Data entries:
= = = = = = =
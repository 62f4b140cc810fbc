use serde::{Deserialize, Serialize};

use super::classify::Category;
use super::message::MessageRecord;

/// Storage-assigned identity of a document or edge.
pub type DocumentId = u64;

#[derive(Clone, Debug, Default, PartialEq, Eq, Serialize, Deserialize)]
#[serde(rename_all = "camelCase")]
pub struct CategoryTotals {
	pub pass: u64,
	pub fail: u64,
	pub pass_dkim_only: u64,
	pub pass_spf_only: u64
}

impl CategoryTotals {
	pub fn get(&self, category: Category) -> u64 {
		match category {
			Category::Pass => self.pass,
			Category::Fail => self.fail,
			Category::PassDkimOnly => self.pass_dkim_only,
			Category::PassSpfOnly => self.pass_spf_only,
		}
	}

	/// Adds `count` to a category. `None` if that total would overflow, leaving it unchanged.
	pub fn add(&mut self, category: Category, count: u64) -> Option<()> {
		let slot = match category {
			Category::Pass => &mut self.pass,
			Category::Fail => &mut self.fail,
			Category::PassDkimOnly => &mut self.pass_dkim_only,
			Category::PassSpfOnly => &mut self.pass_spf_only,
		};
		*slot = slot.checked_add(count)?;
		Some(())
	}

	/// `None` when the categories together exceed `u64::MAX`.
	pub fn sum(&self) -> Option<u64> {
		Category::ALL.iter().try_fold(0u64, |acc, c| acc.checked_add(self.get(*c)))
	}
}

#[derive(Clone, Debug, Default, PartialEq, Serialize, Deserialize)]
#[serde(rename_all = "camelCase")]
pub struct CategoryPercentages {
	pub pass: f64,
	pub fail: f64,
	pub pass_dkim_only: f64,
	pub pass_spf_only: f64
}

impl CategoryPercentages {
	/// Share of `total` in each category as a percentage with one decimal of
	/// precision (`33.3`, not `33`). All zero when `total` is zero.
	pub fn from_totals(totals: &CategoryTotals, total: u64) -> CategoryPercentages {
		let percent = |count: u64| {
			if total == 0 {
				return 0.0;
			}
			let value = count as f64 / total as f64 * 100.0;
			(value * 10.0).round() / 10.0
		};

		CategoryPercentages {
			pass: percent(totals.pass),
			fail: percent(totals.fail),
			pass_dkim_only: percent(totals.pass_dkim_only),
			pass_spf_only: percent(totals.pass_spf_only),
		}
	}

	pub fn get(&self, category: Category) -> f64 {
		match category {
			Category::Pass => self.pass,
			Category::Fail => self.fail,
			Category::PassDkimOnly => self.pass_dkim_only,
			Category::PassSpfOnly => self.pass_spf_only,
		}
	}
}

/// Percentages as the aggregator hands them over: the message total travels with them.
#[derive(Clone, Debug, Default, PartialEq, Serialize, Deserialize)]
#[serde(rename_all = "camelCase")]
pub struct PercentageBreakdown {
	pub total_messages: u64,
	pub category_percentages: CategoryPercentages
}

#[derive(Clone, Debug, Default, PartialEq, Eq, Serialize, Deserialize)]
#[serde(rename_all = "camelCase")]
pub struct DetailRow {
	pub source_ip_address: String,
	pub envelope_from: String,
	pub header_from: String,
	pub disposition: String,
	pub spf_domains: String,
	pub spf_results: String,
	pub spf_aligned: bool,
	pub dkim_domains: String,
	pub dkim_selectors: String,
	pub dkim_results: String,
	pub dkim_aligned: bool,
	pub total_messages: u64
}

impl DetailRow {
	pub fn from_record(record: &MessageRecord) -> DetailRow {
		let join = |values: Vec<&str>| values.into_iter().filter(|v| !v.is_empty()).collect::<Vec<_>>().join(", ");

		DetailRow {
			source_ip_address: record.source_ip.clone(),
			envelope_from: record.envelope_from.clone(),
			header_from: record.header_from.clone(),
			disposition: record.disposition.clone(),
			spf_domains: join(record.spf_results.iter().map(|r| r.domain.as_str()).collect()),
			spf_results: join(record.spf_results.iter().map(|r| r.result.as_str()).collect()),
			spf_aligned: record.spf.map_or(false, |v| v.passed()),
			dkim_domains: join(record.dkim_results.iter().map(|r| r.domain.as_str()).collect()),
			dkim_selectors: join(record.dkim_results.iter().map(|r| r.selector.as_str()).collect()),
			dkim_results: join(record.dkim_results.iter().map(|r| r.result.as_str()).collect()),
			dkim_aligned: record.dkim.map_or(false, |v| v.passed()),
			total_messages: record.count,
		}
	}
}

/// Rows backing each category, in report order. Empty tables stay present (serialized as `[]`).
#[derive(Clone, Debug, Default, PartialEq, Eq, Serialize, Deserialize)]
#[serde(rename_all = "camelCase")]
pub struct DetailTables {
	pub dkim_failure: Vec<DetailRow>,
	pub dmarc_failure: Vec<DetailRow>,
	pub full_pass: Vec<DetailRow>,
	pub spf_failure: Vec<DetailRow>
}

impl DetailTables {
	/// The table a category's rows are filed under.
	pub fn table_mut(&mut self, category: Category) -> &mut Vec<DetailRow> {
		match category {
			Category::Pass => &mut self.full_pass,
			Category::PassDkimOnly => &mut self.spf_failure,
			Category::PassSpfOnly => &mut self.dkim_failure,
			Category::Fail => &mut self.dmarc_failure,
		}
	}

	pub fn table(&self, category: Category) -> &[DetailRow] {
		match category {
			Category::Pass => &self.full_pass,
			Category::PassDkimOnly => &self.spf_failure,
			Category::PassSpfOnly => &self.dkim_failure,
			Category::Fail => &self.dmarc_failure,
		}
	}
}

#[derive(Clone, Debug, Default, PartialEq, Serialize, Deserialize)]
#[serde(rename_all = "camelCase")]
pub struct AggregationResult {
	pub category_totals: CategoryTotals,
	pub category_percentages: PercentageBreakdown,
	pub detail_tables: DetailTables
}

impl AggregationResult {
	pub fn total_messages(&self) -> u64 {
		self.category_percentages.total_messages
	}
}

/// The stored summary. Replaced wholesale on re-aggregation, never patched.
#[derive(Clone, Debug, Default, PartialEq, Serialize, Deserialize)]
#[serde(rename_all = "camelCase")]
pub struct SummaryDocument {
	pub category_totals: CategoryTotals,
	pub category_percentages: CategoryPercentages,
	pub total_messages: u64,
	pub detail_tables: DetailTables
}

impl From<&AggregationResult> for SummaryDocument {
	fn from(result: &AggregationResult) -> SummaryDocument {
		SummaryDocument {
			category_totals: result.category_totals.clone(),
			category_percentages: result.category_percentages.category_percentages.clone(),
			total_messages: result.category_percentages.total_messages,
			detail_tables: result.detail_tables.clone(),
		}
	}
}

/// Domain -> summary link, one per `(domain, startDate)`.
#[derive(Clone, Debug, PartialEq, Eq, Serialize, Deserialize)]
pub struct SummaryEdge {
	pub id: DocumentId,
	#[serde(rename = "_from")]
	pub from: DocumentId,
	#[serde(rename = "_to")]
	pub to: DocumentId,
	#[serde(rename = "startDate")]
	pub start_date: String
}

#[cfg(test)]
mod tests {
	use super::*;
	use crate::message::{AuthResult, Verdict};
	use serde_json::json;

	#[test]
	fn empty_document_keeps_every_field() {
		let document = SummaryDocument::from(&AggregationResult::default());
		let value = serde_json::to_value(&document).unwrap();

		assert_eq!(value["categoryTotals"], json!({ "pass": 0, "fail": 0, "passDkimOnly": 0, "passSpfOnly": 0 }));
		assert_eq!(value["categoryPercentages"], json!({ "pass": 0.0, "fail": 0.0, "passDkimOnly": 0.0, "passSpfOnly": 0.0 }));
		assert_eq!(value["totalMessages"], json!(0));
		assert_eq!(
			value["detailTables"],
			json!({ "dkimFailure": [], "dmarcFailure": [], "fullPass": [], "spfFailure": [] })
		);
		assert_eq!(value.as_object().unwrap().len(), 4);
	}

	#[test]
	fn total_messages_is_hoisted_out_of_percentages() {
		let mut result = AggregationResult::default();
		result.category_percentages.total_messages = 12;
		result.category_percentages.category_percentages.pass = 100.0;

		let document = SummaryDocument::from(&result);
		assert_eq!(document.total_messages, 12);
		assert_eq!(document.category_percentages.pass, 100.0);
	}

	#[test]
	fn percentages_round_to_one_decimal() {
		let totals = CategoryTotals { pass: 1, fail: 2, pass_dkim_only: 0, pass_spf_only: 0 };
		let percentages = CategoryPercentages::from_totals(&totals, 3);
		assert_eq!(percentages.pass, 33.3);
		assert_eq!(percentages.fail, 66.7);
		assert_eq!(percentages.pass_dkim_only, 0.0);
	}

	#[test]
	fn overflowing_totals_are_refused() {
		let mut totals = CategoryTotals::default();
		assert_eq!(totals.add(Category::Pass, u64::MAX), Some(()));
		assert_eq!(totals.add(Category::Pass, 1), None);
		assert_eq!(totals.pass, u64::MAX);

		assert_eq!(totals.add(Category::Fail, 1), Some(()));
		assert_eq!(totals.sum(), None);
	}

	#[test]
	fn zero_total_gives_zero_percentages() {
		let percentages = CategoryPercentages::from_totals(&CategoryTotals::default(), 0);
		for category in Category::ALL.iter() {
			assert_eq!(percentages.get(*category), 0.0);
		}
	}

	#[test]
	fn edge_uses_graph_field_names() {
		let edge = SummaryEdge { id: 3, from: 1, to: 2, start_date: "thirtyDays".to_string() };
		let value = serde_json::to_value(&edge).unwrap();
		assert_eq!(value, json!({ "id": 3, "_from": 1, "_to": 2, "startDate": "thirtyDays" }));
	}

	#[test]
	fn detail_row_flattens_auth_results() {
		let mut record = MessageRecord::new("198.51.100.4", "domain.ca", Verdict::Pass, Verdict::Fail, 7);
		record.envelope_from = "bounce.domain.ca".to_string();
		record.spf_results = vec![AuthResult { domain: "bounce.domain.ca".into(), selector: String::new(), result: "pass".into() }];
		record.dkim_results = vec![
			AuthResult { domain: "domain.ca".into(), selector: "s1".into(), result: "fail".into() },
			AuthResult { domain: "esp.example".into(), selector: "k2".into(), result: "pass".into() },
		];

		let row = DetailRow::from_record(&record);
		assert_eq!(row.source_ip_address, "198.51.100.4");
		assert_eq!(row.spf_domains, "bounce.domain.ca");
		assert!(row.spf_aligned);
		assert_eq!(row.dkim_domains, "domain.ca, esp.example");
		assert_eq!(row.dkim_selectors, "s1, k2");
		assert_eq!(row.dkim_results, "fail, pass");
		assert!(!row.dkim_aligned);
		assert_eq!(row.total_messages, 7);
	}
}
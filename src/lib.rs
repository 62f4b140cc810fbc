//! DMARC summary aggregation.
//!
//! Takes the per-message SPF/DKIM outcomes reported for a domain over a
//! period, buckets them into `pass`, `fail`, `passDkimOnly` and
//! `passSpfOnly`, and upserts one summary document per `(domain, period)`
//! along with the edge linking it to the domain.
//!
//! ```text
//! report files -> report::group_reports -> pipeline::run
//!                                           |- aggregate::aggregate
//!                                           `- writer::write_summary -> store
//! ```

pub mod aggregate;
pub mod classify;
pub mod config;
pub mod message;
pub mod period;
pub mod pipeline;
pub mod report;
pub mod store;
pub mod summary;
pub mod writer;

pub use aggregate::aggregate;
pub use classify::{classify, Category, ClassificationError};
pub use message::{MessageRecord, Verdict};
pub use period::{normalize_period, PeriodKey};
pub use pipeline::{FailureKind, SummaryError, SummaryJob};
pub use summary::{AggregationResult, SummaryDocument, SummaryEdge};
pub use writer::{write_summary, WriteError, WriteOutcome};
= = = = = = =
= Your goal =
Search the records above for "writer". Copy each line where it is found.

= Task result =
//!                                           `- writer::write_summary -> store
pub mod writer;
pub use writer::{write_summary, WriteError, WriteOutcome};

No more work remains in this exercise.